Already tens of millions of dollars are pouring into a memorial fund for Diana's favorite charities. It is a heartening first step. But money, however essential, can't buy the outstretched arms, the loving hugs, the caring smiles and compassion that became Diana's signature - and Mother Teresa's - as they reached out to what one commentator calls "the constituency of the rejected." Those gestures require a second, far more difficult step: a human touch, a commitment of time.

The best memorials will be individual acts of kindness. Just ask any humanitarian group whose existence depends on the generous hearts and tireless hands of many volunteers who can say, as Diana did, "Nothing gives me greater pleasure than to try to help the most vulnerable people in society."

Every public tragedy like Diana's inevitably changes perspectives and forces thinking people to reexamine priorities. Who, for example, can look at photographs of Diana and her sons without being reminded of her devotion as a mother - and without silently vowing to be a better parent oneself? In an era when work often takes priority over family, her recipe for childrearing is worthy of framing in cross-stitch: "I always feed my children love and affection - it's so important."

Mother Teresa expresses similar views in her new book, "No Greater Love." She writes, "I think the world today is upside-down.... We have no time for our children. We have no time for each other. There is no time to enjoy each other, and the lack of love causes so much suffering and unhappiness in the world."

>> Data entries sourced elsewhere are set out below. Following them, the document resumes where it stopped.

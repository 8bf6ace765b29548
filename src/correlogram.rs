//! Auto- and cross-correlograms and the correlogram similarity between units.
//!
//! The correlograms of N units are stored as a dense (N, N, B) tensor: the entry `(i, j)` is the histogram
//! of the lags `t_i - t_j` between the spikes of unit `i` and those of unit `j`, the entry `(i, i)` is the
//! auto-correlogram of unit `i` (a spike is never paired with itself).
//!
//! # Examples
//!
//! ```rust
//! use unit_merge::correlogram::get_unit_adaptive_window;
//!
//! // An auto-correlogram with a single bump 5 bins left of its center (and its mirror)
//! let mut auto_corr = vec![0.0; 40];
//! auto_corr[15] = 10.0;
//! auto_corr[25] = 10.0;
//!
//! assert_eq!(get_unit_adaptive_window(&auto_corr, 5.0), 5);
//! ```

use std::sync::Arc;

use nalgebra::DMatrix;
use rayon::prelude::*;
use rustfft::num_complex::Complex;
use rustfft::{Fft, FftPlanner};
use serde::{Deserialize, Serialize};

use crate::candidates::CandidateMatrix;
use crate::error::MergeError;
use crate::spike_train::SpikeTrain;
use crate::MIN_PAIRS_PAR;

/// The window (in bins) of a unit whose auto-correlogram is identically zero.
pub const DEFAULT_WINDOW_BINS: usize = 20;

/// A dense tensor of auto- and cross-correlograms.
#[derive(Debug, PartialEq, Clone, Serialize, Deserialize)]
pub struct Correlograms {
    num_units: usize,
    /// The bin edges (in ms), one more than the number of bins.
    bins: Vec<f64>,
    /// The counts, in (unit, unit, bin) order.
    data: Vec<f64>,
}

impl Correlograms {
    /// Create a correlogram tensor from its raw data.
    /// Returns an error if the data does not match the number of units and bins.
    pub fn from_data(num_units: usize, bins: Vec<f64>, data: Vec<f64>) -> Result<Self, MergeError> {
        let num_bins = bins.len().saturating_sub(1);
        if data.len() != num_units * num_units * num_bins {
            return Err(MergeError::IncompatibleData(format!(
                "Expected {} correlogram values for {} units and {} bins, got {}",
                num_units * num_units * num_bins,
                num_units,
                num_bins,
                data.len()
            )));
        }
        Ok(Correlograms {
            num_units,
            bins,
            data,
        })
    }

    /// Create an empty (all zero) correlogram tensor.
    pub fn zeros(num_units: usize, bins: Vec<f64>) -> Self {
        let num_bins = bins.len().saturating_sub(1);
        Correlograms {
            num_units,
            bins,
            data: vec![0.0; num_units * num_units * num_bins],
        }
    }

    pub fn num_units(&self) -> usize {
        self.num_units
    }

    pub fn num_bins(&self) -> usize {
        self.bins.len().saturating_sub(1)
    }

    /// Returns the bin edges (in ms).
    pub fn bins(&self) -> &[f64] {
        &self.bins
    }

    pub fn is_empty(&self) -> bool {
        self.data.is_empty()
    }

    /// Returns the correlogram of the pair (auto-correlogram if `i == j`).
    pub fn get(&self, i: usize, j: usize) -> &[f64] {
        let num_bins = self.num_bins();
        let start = (i * self.num_units + j) * num_bins;
        &self.data[start..start + num_bins]
    }

    pub fn get_mut(&mut self, i: usize, j: usize) -> &mut [f64] {
        let num_bins = self.num_bins();
        let start = (i * self.num_units + j) * num_bins;
        &mut self.data[start..start + num_bins]
    }

    /// Returns all auto-correlograms.
    pub fn autos(&self) -> Vec<&[f64]> {
        (0..self.num_units).map(|i| self.get(i, i)).collect()
    }

    fn rows_mut(&mut self) -> impl Iterator<Item = &mut [f64]> {
        let num_bins = self.num_bins().max(1);
        self.data.chunks_mut(num_bins)
    }

    fn par_rows_mut(&mut self) -> impl IndexedParallelIterator<Item = &mut [f64]> {
        let num_bins = self.num_bins().max(1);
        self.data.par_chunks_mut(num_bins)
    }
}

/// The window and bin sizes (in samples) of a correlogram.
#[derive(Debug, PartialEq, Clone, Copy)]
pub struct CorrelogramBinning {
    pub window_size: i64,
    pub bin_size: i64,
    pub num_bins: usize,
}

impl CorrelogramBinning {
    /// Convert a window and a bin size (in ms) to samples.
    /// The half window is truncated to a whole number of bins.
    /// Returns an error unless the window holds at least two bins of at least one sample each.
    pub fn build(sampling_frequency: f64, window_ms: f64, bin_ms: f64) -> Result<Self, MergeError> {
        for (name, value) in [("window_ms", window_ms), ("bin_ms", bin_ms)] {
            if !(value > 0.0 && value.is_finite()) {
                return Err(MergeError::InvalidParameter(format!(
                    "The correlogram {} must be positive and finite, got {}",
                    name, value
                )));
            }
        }

        let window_size = (sampling_frequency * window_ms / 2.0 * 1e-3).round() as i64;
        let bin_size = (sampling_frequency * bin_ms * 1e-3).round() as i64;
        if bin_size < 1 {
            return Err(MergeError::InvalidParameter(format!(
                "The correlogram bin ({} ms) is shorter than one sample",
                bin_ms
            )));
        }
        let window_size = window_size - window_size % bin_size;
        let num_bins = usize::try_from(window_size / bin_size)
            .ok()
            .and_then(|half| half.checked_mul(2))
            .ok_or_else(|| {
                MergeError::InvalidParameter(format!(
                    "The correlogram window ({} ms) does not fit a number of bins of {} ms",
                    window_ms, bin_ms
                ))
            })?;
        if num_bins == 0 {
            return Err(MergeError::InvalidParameter(format!(
                "The correlogram window ({} ms) must contain at least two bins of {} ms",
                window_ms, bin_ms
            )));
        }
        Ok(CorrelogramBinning {
            window_size,
            bin_size,
            num_bins,
        })
    }

    /// Returns the bin edges (in ms).
    pub fn edges(&self, sampling_frequency: f64) -> Vec<f64> {
        (0..=self.num_bins as i64)
            .map(|b| (-self.window_size + b * self.bin_size) as f64 * 1e3 / sampling_frequency)
            .collect()
    }
}

/// Compute the auto- and cross-correlograms of all units.
pub fn compute_correlograms(
    spike_trains: &[&SpikeTrain],
    sampling_frequency: f64,
    window_ms: f64,
    bin_ms: f64,
) -> Result<Correlograms, MergeError> {
    let binning = CorrelogramBinning::build(sampling_frequency, window_ms, bin_ms)?;
    let mut correlograms = Correlograms::zeros(spike_trains.len(), binning.edges(sampling_frequency));

    let mut spikes: Vec<(i64, usize)> = spike_trains
        .iter()
        .enumerate()
        .flat_map(|(unit, spike_train)| spike_train.samples().iter().map(move |&t| (t, unit)))
        .collect();
    spikes.sort_unstable();

    let num_half_bins = (binning.num_bins / 2) as i64;
    let mut start = 0;
    for (i, &(t_i, unit_i)) in spikes.iter().enumerate() {
        while t_i - spikes[start].0 >= binning.window_size {
            start += 1;
        }
        for (j, &(t_j, unit_j)) in spikes.iter().enumerate().skip(start) {
            let diff = t_i - t_j;
            if diff < -binning.window_size {
                break;
            }
            if i == j {
                continue;
            }
            let bin = diff.div_euclid(binning.bin_size) + num_half_bins;
            correlograms.get_mut(unit_i, unit_j)[bin as usize] += 1.0;
        }
    }

    Ok(correlograms)
}

/// Zero every bin whose left edge lies in `[-censor_ms, censor_ms)`.
pub fn censor_correlograms(correlograms: &mut Correlograms, censor_ms: f64) {
    let censored: Vec<usize> = correlograms.bins()[..correlograms.num_bins()]
        .iter()
        .enumerate()
        .filter(|(_, &edge)| edge >= -censor_ms && edge < censor_ms)
        .map(|(b, _)| b)
        .collect();
    if censored.is_empty() {
        return;
    }
    for row in correlograms.rows_mut() {
        for &b in censored.iter() {
            row[b] = 0.0;
        }
    }
}

/// Smooth every correlogram by convolution with a normalized Gaussian kernel of width `sigma_ms`,
/// sampled at the bin edges. The output has the same length as the input.
pub fn smooth_correlograms(correlograms: &Correlograms, sigma_ms: f64) -> Correlograms {
    if correlograms.is_empty() {
        return correlograms.clone();
    }

    let mut kernel: Vec<f64> = correlograms
        .bins()
        .iter()
        .map(|edge| (-edge * edge / (2.0 * sigma_ms * sigma_ms)).exp())
        .collect();
    let total: f64 = kernel.iter().sum();
    kernel.iter_mut().for_each(|k| *k /= total);

    let convolver = SameConvolver::new(&kernel, correlograms.num_bins());
    let mut smoothed = correlograms.clone();
    let num_rows = smoothed.num_units() * smoothed.num_units();
    if num_rows >= MIN_PAIRS_PAR {
        smoothed.par_rows_mut().for_each(|row| convolver.apply(row));
    } else {
        smoothed.rows_mut().for_each(|row| convolver.apply(row));
    }
    smoothed
}

/// Discrete convolution with a fixed kernel, computed through the FFT, cropped to the length of the
/// signal and centered on the kernel.
struct SameConvolver {
    offset: usize,
    fft_len: usize,
    kernel_spectrum: Vec<Complex<f64>>,
    forward: Arc<dyn Fft<f64>>,
    inverse: Arc<dyn Fft<f64>>,
}

impl SameConvolver {
    fn new(kernel: &[f64], signal_len: usize) -> Self {
        // Long enough for the full linear convolution, so that nothing wraps around
        let fft_len = (signal_len + kernel.len()).saturating_sub(1).max(1).next_power_of_two();
        let mut planner = FftPlanner::new();
        let forward = planner.plan_fft_forward(fft_len);
        let inverse = planner.plan_fft_inverse(fft_len);

        let mut kernel_spectrum = zero_padded(kernel, fft_len);
        forward.process(&mut kernel_spectrum);

        SameConvolver {
            offset: kernel.len().saturating_sub(1) / 2,
            fft_len,
            kernel_spectrum,
            forward,
            inverse,
        }
    }

    /// Convolve the signal in place.
    fn apply(&self, signal: &mut [f64]) {
        // Zero rows stay exactly zero
        if signal.iter().all(|&x| x == 0.0) {
            return;
        }

        let mut buffer = zero_padded(signal, self.fft_len);
        self.forward.process(&mut buffer);
        for (x, k) in buffer.iter_mut().zip(self.kernel_spectrum.iter()) {
            *x = *x * *k;
        }
        self.inverse.process(&mut buffer);

        let scale = 1.0 / self.fft_len as f64;
        for (b, x) in signal.iter_mut().enumerate() {
            *x = buffer[b + self.offset].re * scale;
        }
    }
}

fn zero_padded(values: &[f64], len: usize) -> Vec<Complex<f64>> {
    (0..len)
        .map(|k| Complex::new(values.get(k).copied().unwrap_or(0.0), 0.0))
        .collect()
}

/// Normalize a correlogram so that its mean is 1.
/// A correlogram which is zero everywhere stays zero everywhere.
pub fn normalize_correlogram(correlogram: &[f64]) -> Vec<f64> {
    if correlogram.is_empty() {
        return vec![];
    }
    let mean = correlogram.iter().sum::<f64>() / correlogram.len() as f64;
    if mean == 0.0 {
        correlogram.to_vec()
    } else {
        correlogram.iter().map(|x| x / mean).collect()
    }
}

/// Numerical gradient with central differences inside and one-sided differences at the borders.
pub fn gradient(values: &[f64]) -> Vec<f64> {
    let n = values.len();
    if n < 2 {
        return vec![0.0; n];
    }
    (0..n)
        .map(|i| {
            if i == 0 {
                values[1] - values[0]
            } else if i == n - 1 {
                values[n - 1] - values[n - 2]
            } else {
                (values[i + 1] - values[i - 1]) / 2.0
            }
        })
        .collect()
}

/// Find the local maxima of a signal, i.e., samples strictly larger than both neighbours.
/// For flat peaks, the middle sample (rounded down) is reported. Borders are never peaks.
pub fn find_peaks(values: &[f64]) -> Vec<usize> {
    let mut peaks = vec![];
    if values.len() < 3 {
        return peaks;
    }
    let i_max = values.len() - 1;
    let mut i = 1;
    while i < i_max {
        if values[i - 1] < values[i] {
            let mut i_ahead = i + 1;
            while i_ahead < i_max && values[i_ahead] == values[i] {
                i_ahead += 1;
            }
            if values[i_ahead] < values[i] {
                peaks.push((i + i_ahead - 1) / 2);
                i = i_ahead;
            }
        }
        i += 1;
    }
    peaks
}

/// Computes the adaptive window (in bins) of an auto-correlogram, i.e., the distance from its center to the
/// nearest peak of concavity on its left whose correlogram value reaches the threshold.
///
/// If no such peak exists, the threshold is halved until one is found. The search gives up once the
/// threshold becomes negligible relative to the correlogram, and the default window is returned, as for an
/// auto-correlogram which is zero everywhere or a threshold which is not finite.
pub fn get_unit_adaptive_window(auto_corr: &[f64], threshold: f64) -> usize {
    let max_abs = auto_corr.iter().fold(0.0_f64, |acc, x| acc.max(x.abs()));
    if max_abs == 0.0 {
        return DEFAULT_WINDOW_BINS;
    }
    if !threshold.is_finite() {
        log::warn!("Invalid adaptive window threshold {}, using the default window", threshold);
        return DEFAULT_WINDOW_BINS;
    }

    let concavity: Vec<f64> = gradient(&gradient(auto_corr)).iter().map(|x| -x).collect();
    let center = auto_corr.len() / 2;
    let peaks: Vec<usize> = find_peaks(&concavity)
        .into_iter()
        .filter(|&peak| peak < center)
        .collect();

    let min_threshold = f64::EPSILON * max_abs;
    let mut threshold = threshold;
    loop {
        if let Some(&peak) = peaks.iter().rev().find(|&&peak| auto_corr[peak] >= threshold) {
            return center - peak;
        }
        if threshold <= min_threshold || peaks.is_empty() {
            log::debug!("No peak found in the auto-correlogram, using the default window");
            return DEFAULT_WINDOW_BINS;
        }
        threshold /= 2.0;
    }
}

/// Returns the normalized difference between the cross-correlogram of every candidate pair and the
/// auto-correlograms of its two units.
///
/// The comparison window is the spike-count weighted average of the two units' windows, and the two
/// per-unit differences are combined with the same weights. The returned matrix is NaN outside of
/// the candidate pairs.
pub fn compute_correlogram_diff(
    correlograms_smoothed: &Correlograms,
    win_sizes: &[usize],
    num_spikes: &[usize],
    candidates: &CandidateMatrix,
) -> DMatrix<f64> {
    let center = correlograms_smoothed.num_bins() / 2;

    candidates.map_pairs(|i, j| {
        let (n1, n2) = (num_spikes[i] as f64, num_spikes[j] as f64);
        if n1 + n2 == 0.0 {
            return f64::NAN;
        }
        let win_size =
            ((n1 * win_sizes[i] as f64 + n2 * win_sizes[j] as f64) / (n1 + n2)).round() as usize;
        let win_size = win_size.min(center);
        if win_size == 0 {
            return f64::NAN;
        }

        let auto_corr_1 = normalize_correlogram(correlograms_smoothed.get(i, i));
        let auto_corr_2 = normalize_correlogram(correlograms_smoothed.get(j, j));
        let cross_corr = normalize_correlogram(correlograms_smoothed.get(i, j));

        let window = (center - win_size)..(center + win_size);
        let mean_abs_diff = |auto_corr: &[f64]| {
            window
                .clone()
                .map(|b| (cross_corr[b] - auto_corr[b]).abs())
                .sum::<f64>()
                / window.len() as f64
        };
        let diff_1 = mean_abs_diff(&auto_corr_1);
        let diff_2 = mean_abs_diff(&auto_corr_2);

        (n1 * diff_1 + n2 * diff_2) / (n1 + n2)
    })
}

Diana also left smaller, more personal legacies, among them a gift for keeping in touch with friends and even strangers through letters and telephone calls. One American woman, summing up the guilty feelings of many, says ruefully, "I have friends I haven't written to for 10 years. I'm going to try to follow her example."

For all her wealth and aristocratic privilege, Diana, like the impoverished Mother Teresa, knew what money couldn't buy. "It is important not to underestimate the value of simple things," she said. "Hugs can do a great deal of good."

That simple philosophy, multiplied a millionfold around the globe, could have a transforming power. Long after the floral tributes have wilted and the heartfelt messages have faded in the sun, it may remain one of the best summaries yet of two women determined to do what they could to right an "upside-down" world.